III.     PROCEDURE DEPUIS L’ADOPTION DU RAPPORT DE LA COMMISSION PREVU A L’ARTICLE 50

         132.  À sa 91e session ordinaire, la Commission a adopté, conformément à l’article 50 de la Convention, le Rapport no 9/96 ayant trait à la présente affaire et, par une note du 11 avril 1996, a transmis ce rapport, accompagné des recommandations de la Commission, au Gouvernement guatémaltèque, en lui demandant de l’informer sur les mesures qu’il aurait adoptées pour donner suite auxdites recommandations et pour remédier à la situation considérée, dans un délai de 60 jours.  Le rapport afférent à l’article 50 comprenait la décision de la Commission selon laquelle l’affaire serait soumise à la Cour interaméricaine des droits de l’homme si le Gouvernement n’applique pas les recommandations de la Commission dans le délai de 60 jours.

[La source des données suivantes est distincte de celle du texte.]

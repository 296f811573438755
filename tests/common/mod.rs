//! Common fixtures for multilabel-eval integration tests.
#![allow(dead_code)]

use multilabel_eval::*;
use ndarray::Array2;
use rand::prelude::*;

/// Random binary truth matrix with the given positive rate.
pub fn random_truth(num_instances: usize, num_labels: usize, positive_rate: f64, seed: u64) -> Array2<i32> {
    let mut rng = StdRng::seed_from_u64(seed);
    Array2::from_shape_fn((num_instances, num_labels), |_| i32::from(rng.gen_bool(positive_rate)))
}

/// Uniform random confidences in `[0, 1)`.
pub fn random_confidences(num_instances: usize, num_labels: usize, seed: u64) -> Array2<f64> {
    let mut rng = StdRng::seed_from_u64(seed);
    Array2::from_shape_fn((num_instances, num_labels), |_| rng.gen::<f64>())
}

/// Confidences that lean toward the truth: positives in `[0.5 - overlap, 1)`,
/// negatives in `[0, 0.5 + overlap)`.
pub fn informative_confidences(truth: &Array2<i32>, overlap: f64, seed: u64) -> Array2<f64> {
    let mut rng = StdRng::seed_from_u64(seed);
    truth.mapv(|y| {
        if y == 1 {
            rng.gen_range((0.5 - overlap)..1.0)
        } else {
            rng.gen_range(0.0..(0.5 + overlap))
        }
    })
}

/// Replace a random fraction of entries with the missing sentinel.
pub fn with_missing(truth: &Array2<i32>, missing_rate: f64, seed: u64) -> Array2<i32> {
    let mut rng = StdRng::seed_from_u64(seed);
    truth.mapv(|y| if rng.gen_bool(missing_rate) { MISSING } else { y })
}

/// Confidences that reproduce the truth exactly: 1.0 for positives, 0.0 for
/// negatives.
pub fn perfect_confidences(truth: &Array2<i32>) -> Array2<f64> {
    truth.mapv(|y| if y == 1 { 1.0 } else { 0.0 })
}

/// Configuration with a fixed global threshold.
pub fn fixed_config(threshold: f64, verbosity: Verbosity) -> EvalConfig {
    EvalConfigBuilder::new()
        .threshold(ThresholdSpec::Fixed(threshold))
        .verbosity(verbosity)
        .build()
        .unwrap()
}

/// Build and finalize a result from matrices.
pub fn finalized(truth: &Array2<i32>, confidences: &Array2<f64>, config: EvalConfig) -> EvalResult {
    let truth = LabelMatrix::new(truth.clone()).unwrap();
    let confidences = ConfidenceMatrix::new(confidences.clone());
    let mut result = EvalResult::from_matrices(&truth, &confidences, config).unwrap();
    result.finalize().unwrap();
    result
}
//! Bounded log loss.
//!
//! Each supervised (instance, label) pair contributes
//! `min(C, -(y ln p + (1 - y) ln(1 - p)))`, zero when `p` equals `y`
//! exactly, and zero when the logarithms produce NaN. The ceiling `C` is
//! `ln L` or `ln N` depending on the variant.

use crate::core::types::{Confidence, LabelValue};
use crate::metrics::is_observed;
use ndarray::ArrayView2;

/// Loss of one pair under ceiling `ceiling`.
#[inline]
pub fn bounded_log_loss(truth: LabelValue, confidence: Confidence, ceiling: f64) -> f64 {
    let y = f64::from(truth);
    if y == confidence {
        return 0.0;
    }
    let raw = -(y * confidence.ln() + (1.0 - y) * (1.0 - confidence).ln());
    if raw.is_nan() {
        0.0
    } else {
        raw.min(ceiling)
    }
}

/// Mean bounded log loss over supervised pairs; NaN when none exist.
pub fn log_loss(truth: ArrayView2<'_, LabelValue>, confidences: ArrayView2<'_, Confidence>, ceiling: f64) -> f64 {
    let (sum, count) = truth
        .iter()
        .zip(confidences.iter())
        .filter(|&(&y, _)| is_observed(y))
        .fold((0.0, 0usize), |(s, n), (&y, &p)| (s + bounded_log_loss(y, p, ceiling), n + 1));
    if count == 0 {
        f64::NAN
    } else {
        sum / count as f64
    }
}

/// Log loss bounded by `ln L`.
pub fn log_loss_max_labels(truth: ArrayView2<'_, LabelValue>, confidences: ArrayView2<'_, Confidence>) -> f64 {
    log_loss(truth, confidences, (truth.ncols() as f64).ln())
}

/// Log loss bounded by `ln N`.
pub fn log_loss_max_instances(truth: ArrayView2<'_, LabelValue>, confidences: ArrayView2<'_, Confidence>) -> f64 {
    log_loss(truth, confidences, (truth.nrows() as f64).ln())
}

#[cfg(test)]
mod tests {
    use super::*;
    use approx::assert_abs_diff_eq;
    use ndarray::array;

    #[test]
    fn test_pair_loss() {
        assert_eq!(bounded_log_loss(1, 1.0, 2.0), 0.0);
        assert_eq!(bounded_log_loss(0, 0.0, 2.0), 0.0);
        assert_abs_diff_eq!(bounded_log_loss(1, 0.5, 2.0), std::f64::consts::LN_2, epsilon = 1e-12);
        // ln(0) is capped
        assert_eq!(bounded_log_loss(1, 0.0, 2.0), 2.0);
        assert_eq!(bounded_log_loss(0, 1.0, 2.0), 2.0);
    }

    #[test]
    fn test_nan_becomes_zero() {
        assert_eq!(bounded_log_loss(0, f64::NAN, 2.0), 0.0);
        assert_eq!(bounded_log_loss(1, -0.5, 2.0), 0.0);
    }

    #[test]
    fn test_inverted_is_ln_labels() {
        let y = array![[0, 1, 0], [1, 0, 1], [0, 1, 0], [1, 0, 1]];
        let p = y.mapv(|v| f64::from(1 - v));
        assert_abs_diff_eq!(log_loss_max_labels(y.view(), p.view()), 3.0_f64.ln(), epsilon = 1e-12);
        assert_abs_diff_eq!(log_loss_max_instances(y.view(), p.view()), 4.0_f64.ln(), epsilon = 1e-12);
    }

    #[test]
    fn test_missing_pairs_are_excluded() {
        let y = array![[1, -1], [0, -1]];
        let p = array![[1.0, 0.3], [0.0, 0.9]];
        assert_eq!(log_loss_max_labels(y.view(), p.view()), 0.0);

        let all_missing = array![[-1, -1]];
        assert!(log_loss_max_labels(all_missing.view(), p.slice(ndarray::s![0..1, ..])).is_nan());
    }
}
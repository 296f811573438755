//! Evaluation runs and their aggregation.
//!
//! - [`result`]: one run, accumulated row by row and finalized once
//! - [`aggregate`]: mean and spread across runs
//!
//! The helpers in this module cover the two common drivers: a single batch
//! (a train/test split or one cross-validation fold) and a batch cut into
//! consecutive windows, as in prequential stream evaluation.

pub mod aggregate;
pub mod result;

pub use aggregate::{AggregatedResult, MetricSummary};
pub use result::EvalResult;

use crate::config::EvalConfig;
use crate::core::error::{EvalError, Result};
use crate::core::matrix::{ConfidenceMatrix, LabelMatrix};
use crate::core::types::{RunType, TaskKind};
use crate::metrics::statistics::CalibrationTarget;

fn target_for(truth: &LabelMatrix, config: &EvalConfig) -> Result<Option<CalibrationTarget>> {
    if config.task == TaskKind::MultiLabel && config.threshold.needs_calibration() {
        CalibrationTarget::from_truth(truth).map(Some)
    } else {
        Ok(None)
    }
}

/// Evaluate a batch with proportional cuts calibrated against the supplied
/// training statistics.
pub fn evaluate_with_target(
    truth: &LabelMatrix,
    confidences: &ConfidenceMatrix,
    config: &EvalConfig,
    target: Option<CalibrationTarget>,
) -> Result<EvalResult> {
    let mut result = EvalResult::from_matrices(truth, confidences, config.clone())?
        .with_run_type(RunType::TrainTest)?;
    if let Some(target) = target {
        result = result.with_calibration_target(target)?;
    }
    result.finalize()?;
    Ok(result)
}

/// Evaluate a batch in one call with a fixed threshold.
///
/// Proportional cuts need the label statistics of training data, which this
/// helper does not have: a `PCut1`/`PCutL` configuration fails with a
/// calibration error. Use [`evaluate_with_target`] for those.
///
/// ```rust
/// use multilabel_eval::{evaluate, ConfidenceMatrix, EvalConfigBuilder, LabelMatrix};
///
/// let truth = LabelMatrix::from_rows(&[vec![1, 0, 1], vec![0, 1, 0]])?;
/// let confidences = ConfidenceMatrix::from_rows(&[vec![0.9, 0.2, 0.7], vec![0.1, 0.8, 0.3]])?;
/// let config = EvalConfigBuilder::new().threshold_str("0.5").build()?;
///
/// let result = evaluate(&truth, &confidences, &config)?;
/// assert_eq!(result.metric("exact_match"), Some(1.0));
/// # Ok::<(), multilabel_eval::EvalError>(())
/// ```
pub fn evaluate(truth: &LabelMatrix, confidences: &ConfidenceMatrix, config: &EvalConfig) -> Result<EvalResult> {
    evaluate_with_target(truth, confidences, config, None)
}

/// Split a batch into consecutive windows of `window_size` instances,
/// finalize one result per window and aggregate them.
///
/// The last window may be shorter. Proportional cuts for a window are
/// calibrated against all rows before it; the first window uses its own
/// rows.
pub fn evaluate_windows(
    truth: &LabelMatrix,
    confidences: &ConfidenceMatrix,
    window_size: usize,
    config: &EvalConfig,
) -> Result<(Vec<EvalResult>, AggregatedResult)> {
    if window_size == 0 {
        return Err(EvalError::invalid_parameter(
            "window_size",
            "0",
            "windows must hold at least one instance",
        ));
    }
    confidences.ensure_matches(truth)?;
    let n = truth.num_instances();
    if n == 0 {
        return Err(EvalError::invalid_parameter(
            "truth",
            "0 instances",
            "nothing to split into windows",
        ));
    }

    let mut results = Vec::with_capacity(n.div_ceil(window_size));
    for (window, start) in (0..n).step_by(window_size).enumerate() {
        let end = (start + window_size).min(n);
        let rows: Vec<usize> = (start..end).collect();
        let seen: Vec<usize> = if start == 0 { rows.clone() } else { (0..start).collect() };

        let mut result = EvalResult::from_matrices(
            &truth.select_rows(&rows),
            &confidences.select_rows(&rows),
            config.clone(),
        )?
        .with_run_type(RunType::Window(window))?;
        if let Some(target) = target_for(&truth.select_rows(&seen), config)? {
            result = result.with_calibration_target(target)?;
        }
        result.finalize()?;
        log::debug!("window {} covers instances {}..{}", window, start, end);
        results.push(result);
    }

    let aggregated = AggregatedResult::from_results(&results)?;
    Ok((results, aggregated))
}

         133.  Le 31 mai 1996, le Gouvernement a adressé une note à la Commission demandant que l’instruction de la présente affaire soit suspendue.  Le Gouvernement a envoyé le 3 juin 1996 une note supplémentaire apportant des éclaircissements sur sa demande.  Le Gouvernement a demandé expressément qu’un délai supplémentaire de deux mois lui soit accordé pour donner une réponse au rapport 9/96 ainsi qu’une suspension du délai de trois mois prévu à l’article 51 de la Convention pour saisir la Cour de l’affaire.

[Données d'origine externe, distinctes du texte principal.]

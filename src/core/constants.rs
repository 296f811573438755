//! Sentinels, metadata keys and configuration defaults.

use crate::core::types::LabelValue;

/// Truth entry meaning "not supervised at this position".
pub const MISSING: LabelValue = -1;

/// Token selecting global proportional-cut calibration.
pub const PCUT_GLOBAL_TOKEN: &str = "PCut1";

/// Token selecting per-label proportional-cut calibration.
pub const PCUT_PER_LABEL_TOKEN: &str = "PCutL";

/// Default number of decimals when rendering "mean ± stdev".
pub const DEFAULT_DECIMALS: usize = 3;

/// Metadata key holding the threshold specification string.
pub const META_THRESHOLD: &str = "threshold";

/// Metadata key holding the threshold actually applied after calibration.
pub const META_THRESHOLD_RESOLVED: &str = "threshold_resolved";

/// Metadata key holding the verbosity level.
pub const META_VERBOSITY: &str = "verbosity";

/// Metadata key holding the run-type tag.
pub const META_RUN_TYPE: &str = "run_type";

/// Metadata key holding the task kind.
pub const META_TASK: &str = "task";

/// Environment variable overriding the threshold specification.
pub const ENV_THRESHOLD: &str = "MLEVAL_THRESHOLD";

/// Environment variable overriding the verbosity level.
pub const ENV_VERBOSITY: &str = "MLEVAL_VERBOSITY";

/// Environment variable overriding the task kind.
pub const ENV_TASK: &str = "MLEVAL_TASK";

/// Environment variable toggling parallel metric evaluation.
pub const ENV_PARALLEL: &str = "MLEVAL_PARALLEL";

/// Library version
pub const MULTILABEL_EVAL_VERSION: &str = env!("CARGO_PKG_VERSION");
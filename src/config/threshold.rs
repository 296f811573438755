//! Threshold specifications as they appear in configuration.
//!
//! Accepted forms:
//!
//! - `PCut1`: calibrate one global threshold by proportional cut
//! - `PCutL`: calibrate one threshold per label by proportional cut
//! - `0.5`: a fixed threshold for every label
//! - `[0.1,0.2,0.8]`: a fixed threshold per label

use crate::core::constants::{PCUT_GLOBAL_TOKEN, PCUT_PER_LABEL_TOKEN};
use crate::core::error::{EvalError, Result};
use crate::core::matrix::Threshold;
use serde::{Deserialize, Serialize};
use std::fmt;
use std::str::FromStr;

/// How the classification threshold is chosen for a run.
#[derive(Debug, Clone, PartialEq, Serialize, Deserialize)]
#[serde(try_from = "String", into = "String")]
pub enum ThresholdSpec {
    /// Global proportional cut
    PCutGlobal,
    /// Per-label proportional cut
    PCutPerLabel,
    /// Fixed cutoff for every label
    Fixed(f64),
    /// Fixed cutoff per label
    FixedPerLabel(Vec<f64>),
}

impl Default for ThresholdSpec {
    fn default() -> Self {
        ThresholdSpec::PCutGlobal
    }
}

impl ThresholdSpec {
    /// Whether a calibration target is needed to resolve this threshold.
    pub fn needs_calibration(&self) -> bool {
        matches!(self, ThresholdSpec::PCutGlobal | ThresholdSpec::PCutPerLabel)
    }

    /// Resolve a fixed threshold for `num_labels` labels. Returns `Ok(None)` for
    /// proportional cuts.
    pub fn fixed_threshold(&self, num_labels: usize) -> Result<Option<Threshold>> {
        match self {
            ThresholdSpec::PCutGlobal | ThresholdSpec::PCutPerLabel => Ok(None),
            ThresholdSpec::Fixed(t) => Ok(Some(Threshold::Global(*t))),
            ThresholdSpec::FixedPerLabel(ts) => {
                let threshold = Threshold::PerLabel(ts.clone());
                threshold.ensure_num_labels(num_labels)?;
                Ok(Some(threshold))
            }
        }
    }
}

fn parse_value(token: &str) -> Result<f64> {
    let value: f64 = token.trim().parse().map_err(|_| {
        EvalError::invalid_parameter("threshold", token.trim(), "not a numeric literal")
    })?;
    if !value.is_finite() {
        return Err(EvalError::invalid_parameter(
            "threshold",
            token.trim(),
            "must be finite",
        ));
    }
    Ok(value)
}

impl FromStr for ThresholdSpec {
    type Err = EvalError;

    fn from_str(s: &str) -> Result<Self> {
        let s = s.trim();
        if s.eq_ignore_ascii_case(PCUT_GLOBAL_TOKEN) {
            return Ok(ThresholdSpec::PCutGlobal);
        }
        if s.eq_ignore_ascii_case(PCUT_PER_LABEL_TOKEN) {
            return Ok(ThresholdSpec::PCutPerLabel);
        }
        if let Some(inner) = s.strip_prefix('[') {
            let inner = inner.strip_suffix(']').ok_or_else(|| {
                EvalError::invalid_parameter("threshold", s, "unterminated threshold list")
            })?;
            if inner.trim().is_empty() {
                return Err(EvalError::invalid_parameter(
                    "threshold",
                    s,
                    "threshold list is empty",
                ));
            }
            let values = inner.split(',').map(parse_value).collect::<Result<Vec<_>>>()?;
            return Ok(ThresholdSpec::FixedPerLabel(values));
        }
        parse_value(s).map(ThresholdSpec::Fixed)
    }
}

impl fmt::Display for ThresholdSpec {
    fn fmt(&self, f: &mut fmt::Formatter<'_>) -> fmt::Result {
        match self {
            ThresholdSpec::PCutGlobal => write!(f, "{}", PCUT_GLOBAL_TOKEN),
            ThresholdSpec::PCutPerLabel => write!(f, "{}", PCUT_PER_LABEL_TOKEN),
            ThresholdSpec::Fixed(t) => write!(f, "{}", t),
            ThresholdSpec::FixedPerLabel(ts) => {
                let parts: Vec<String> = ts.iter().map(|t| t.to_string()).collect();
                write!(f, "[{}]", parts.join(","))
            }
        }
    }
}

impl TryFrom<String> for ThresholdSpec {
    type Error = EvalError;

    fn try_from(value: String) -> Result<Self> {
        value.parse()
    }
}

impl From<ThresholdSpec> for String {
    fn from(spec: ThresholdSpec) -> Self {
        spec.to_string()
    }
}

         134.  Le 10 juin 1996, la Commission a décidé d’accorder la prorogation de deux mois et d’accepter la demande de suspension du délai de trois mois pour soumettre l’affaire à la Cour.  Cette décision a été communiquée par écrit au Gouvernement le 14 juin 1996.  Dans ladite note, la Commission a précisé que le délai pour répondre au rapport prévu à l’article 50 viendrait à expiration le 10 août 1996.

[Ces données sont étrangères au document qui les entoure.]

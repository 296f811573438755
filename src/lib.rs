//! # multilabel-eval
//!
//! Evaluation metrics for multi-label and multi-target classifiers.
//!
//! Given a truth matrix (instances × labels, with `-1` marking unsupervised
//! positions) and a matrix of predicted confidences, the crate computes a
//! battery of set-based, ranking, probabilistic and curve-based measures,
//! calibrates classification thresholds by proportional cut, and aggregates
//! runs across cross-validation folds or stream windows.
//!
//! ## Features
//!
//! - **Missing labels**: unsupervised truth entries are excluded from every
//!   ratio; a metric with nothing left to compare is NaN, never an error.
//! - **Threshold calibration**: fixed global or per-label cutoffs, or the
//!   `PCut1`/`PCutL` proportional cuts matched to training cardinality.
//! - **Metric registry**: every metric is a pure function over a read-only
//!   [`metrics::EvalContext`], selected by [`Verbosity`] and [`TaskKind`] and
//!   optionally evaluated in parallel with Rayon.
//! - **Aggregation**: `mean ± stdev` across runs, with loud failures when
//!   runs disagree on their metric sets.
//!
//! ## Quick Start
//!
//! ```rust
//! use multilabel_eval::{EvalConfigBuilder, EvalResult, ThresholdSpec};
//!
//! # fn main() -> multilabel_eval::Result<()> {
//! let config = EvalConfigBuilder::new()
//!     .threshold(ThresholdSpec::Fixed(0.5))
//!     .build()?;
//!
//! let mut result = EvalResult::new(3, config)?;
//! result.add_row(&[0.9, 0.2, 0.7], &[1, 0, 1])?;
//! result.add_row(&[0.1, 0.8, 0.6], &[0, 1, 0])?;
//! result.finalize()?;
//!
//! assert_eq!(result.metric("exact_match"), Some(0.5));
//! println!("{}", result);
//! # Ok(())
//! # }
//! ```
//!
//! ## Cross-validation
//!
//! ```rust
//! use multilabel_eval::{
//!     evaluate_with_target, AggregatedResult, CalibrationTarget, ConfidenceMatrix, EvalConfig,
//!     LabelMatrix,
//! };
//!
//! # fn main() -> multilabel_eval::Result<()> {
//! let folds = vec![
//!     (vec![vec![1, 0], vec![0, 1]], vec![vec![0.8, 0.3], vec![0.2, 0.9]]),
//!     (vec![vec![1, 1], vec![0, 0]], vec![vec![0.7, 0.6], vec![0.4, 0.1]]),
//! ];
//!
//! let mut results = Vec::new();
//! for (k, (truth, confidences)) in folds.iter().enumerate() {
//!     // PCut1 (the default) matches the cardinality of the other fold
//!     let train = LabelMatrix::from_rows(&folds[1 - k].0)?;
//!     let target = CalibrationTarget::from_truth(&train)?;
//!     let truth = LabelMatrix::from_rows(truth)?;
//!     let confidences = ConfidenceMatrix::from_rows(confidences)?;
//!     results.push(evaluate_with_target(&truth, &confidences, &EvalConfig::default(), Some(target))?);
//! }
//!
//! let aggregated = AggregatedResult::from_results(&results)?;
//! println!("{}", aggregated.formatted()["hamming_score"]);
//! # Ok(())
//! # }
//! ```

#![doc(html_root_url = "https://docs.rs/multilabel-eval/")]
#![cfg_attr(docsrs, feature(doc_cfg))]
#![warn(missing_docs)]
#![deny(unsafe_code)]
#![warn(
    missing_debug_implementations,
    rust_2018_idioms,
    unreachable_pub,
    non_snake_case,
    non_upper_case_globals
)]

// Core infrastructure module - always available
pub mod core;

// Configuration management module
pub mod config;

// Metric functions and the metric registry
pub mod metrics;

// Proportional-cut threshold calibration
pub mod calibration;

// Evaluation runs and aggregation
pub mod evaluation;

// Re-export core functionality for convenience
pub use self::core::{
    constants::*,
    error::{EvalError, Result},
    matrix::{binarize, ConfidenceMatrix, LabelMatrix, Threshold},
    types::*,
};

// Re-export configuration functionality
pub use config::{EvalConfig, EvalConfigBuilder, ThresholdSpec};

// Re-export metrics functionality
pub use metrics::{
    statistics::CalibrationTarget, ConfusionCounts, Curve, CurvePoint, CurveRow, CurveSet,
    EvalContext, MetricRegistry, MetricSpec,
};

// Re-export calibration functionality
pub use calibration::{observed_cardinality, pcut_global, pcut_per_label, resolve_threshold};

// Re-export evaluation functionality
pub use evaluation::{
    evaluate, evaluate_windows, evaluate_with_target, AggregatedResult, EvalResult, MetricSummary,
};

// Version information
pub use self::core::constants::MULTILABEL_EVAL_VERSION as VERSION;

/// Initialize the library.
///
/// Installs an `env_logger` logger (defaulting to `info` when `RUST_LOG` is
/// unset) unless the host application already installed one. Calling it is
/// optional; the library works without a logger.
///
/// # Examples
///
/// ```rust
/// fn main() -> multilabel_eval::Result<()> {
///     multilabel_eval::init()?;
///     assert!(multilabel_eval::is_initialized());
///     Ok(())
/// }
/// ```
pub fn init() -> Result<()> {
    self::core::initialize_core()
}

/// Check if the library has been initialized.
pub fn is_initialized() -> bool {
    self::core::is_core_initialized()
}

#[cfg(test)]
mod tests {
    use super::*;

    #[test]
    fn test_library_initialization() {
        assert!(init().is_ok());
        assert!(is_initialized());
    }

    #[test]
    fn test_version() {
        assert!(!VERSION.is_empty());
    }

    #[test]
    fn test_reexports() {
        let config = EvalConfigBuilder::new()
            .threshold_str("0.5")
            .verbosity(Verbosity::Minimal)
            .build()
            .unwrap();
        let truth = LabelMatrix::from_rows(&[vec![1, MISSING]]).unwrap();
        let confidences = ConfidenceMatrix::from_rows(&[vec![0.7, 0.9]]).unwrap();
        let result = evaluate(&truth, &confidences, &config).unwrap();
        assert_eq!(result.metric("hamming_score"), Some(1.0));
    }
}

         135.  Le 26 juillet 1996, le Gouvernement a adressé une note à la Commission par laquelle il demandait une prorogation supplémentaire de 60 jours pour répondre au rapport prévu à l’article 50 de la Commission.  Le Gouvernement a fondé cette demande sur le fait que le procureur affecté à l’instruction de l’affaire au Guatemala avait demandé un entretien avec Soeur Dianna Ortiz pour pouvoir enquêter sur l’affaire, en application des recommandations de la Commission comprises dans le rapport en question. 

         136.  Le 2 août 1996, Soeur Dianna Ortiz a fait savoir à la Commission, par l’intermédiaire de son représentant légal, qu’elle ne s’offrait pas à prendre part à une entrevue reposant sur des interrogations orales.  La lettre envoyée par l’avocate de Soeur Ortiz précisait que:  "le Gouvernement possède toute l’information que Soeur Ortiz peut fournir sur ce qu’elle a subi au Guatemala le 2 novembre 1989 ... Toutefois, si le Gouvernement a légitimement de nouvelles questions auxquelles les déclarations faites précédemment par Soeur Ortiz n’ont pas répondu, le Gouvernement est invité à soumettre ces questions par écrit à Soeur Ortiz".  Se fondant sur cette décision prise par Soeur Ortiz de ne pas accepter la possibilité d’un entretien avec le procureur, la Commission a fait savoir au Gouvernement le 6 août 1996 qu’elle pensait qu’il n’y avait pas lieu de lui accorder le délai supplémentaire qu’il avait demandé.

         137.  Le Gouvernement n’a jamais répondu au Rapport 9/96 et n’a donc pas démontré qu’il avait donné suite aux recommandations de la Commission.  En conséquence, celle-ci s’est vue dans l’obligation de déterminer la marche à suivre en la matière aux termes d’une décision sur ce qui constituerait "le parti ... le plus favorable pour la protection des droits consacrés dans la Convention"[78]/.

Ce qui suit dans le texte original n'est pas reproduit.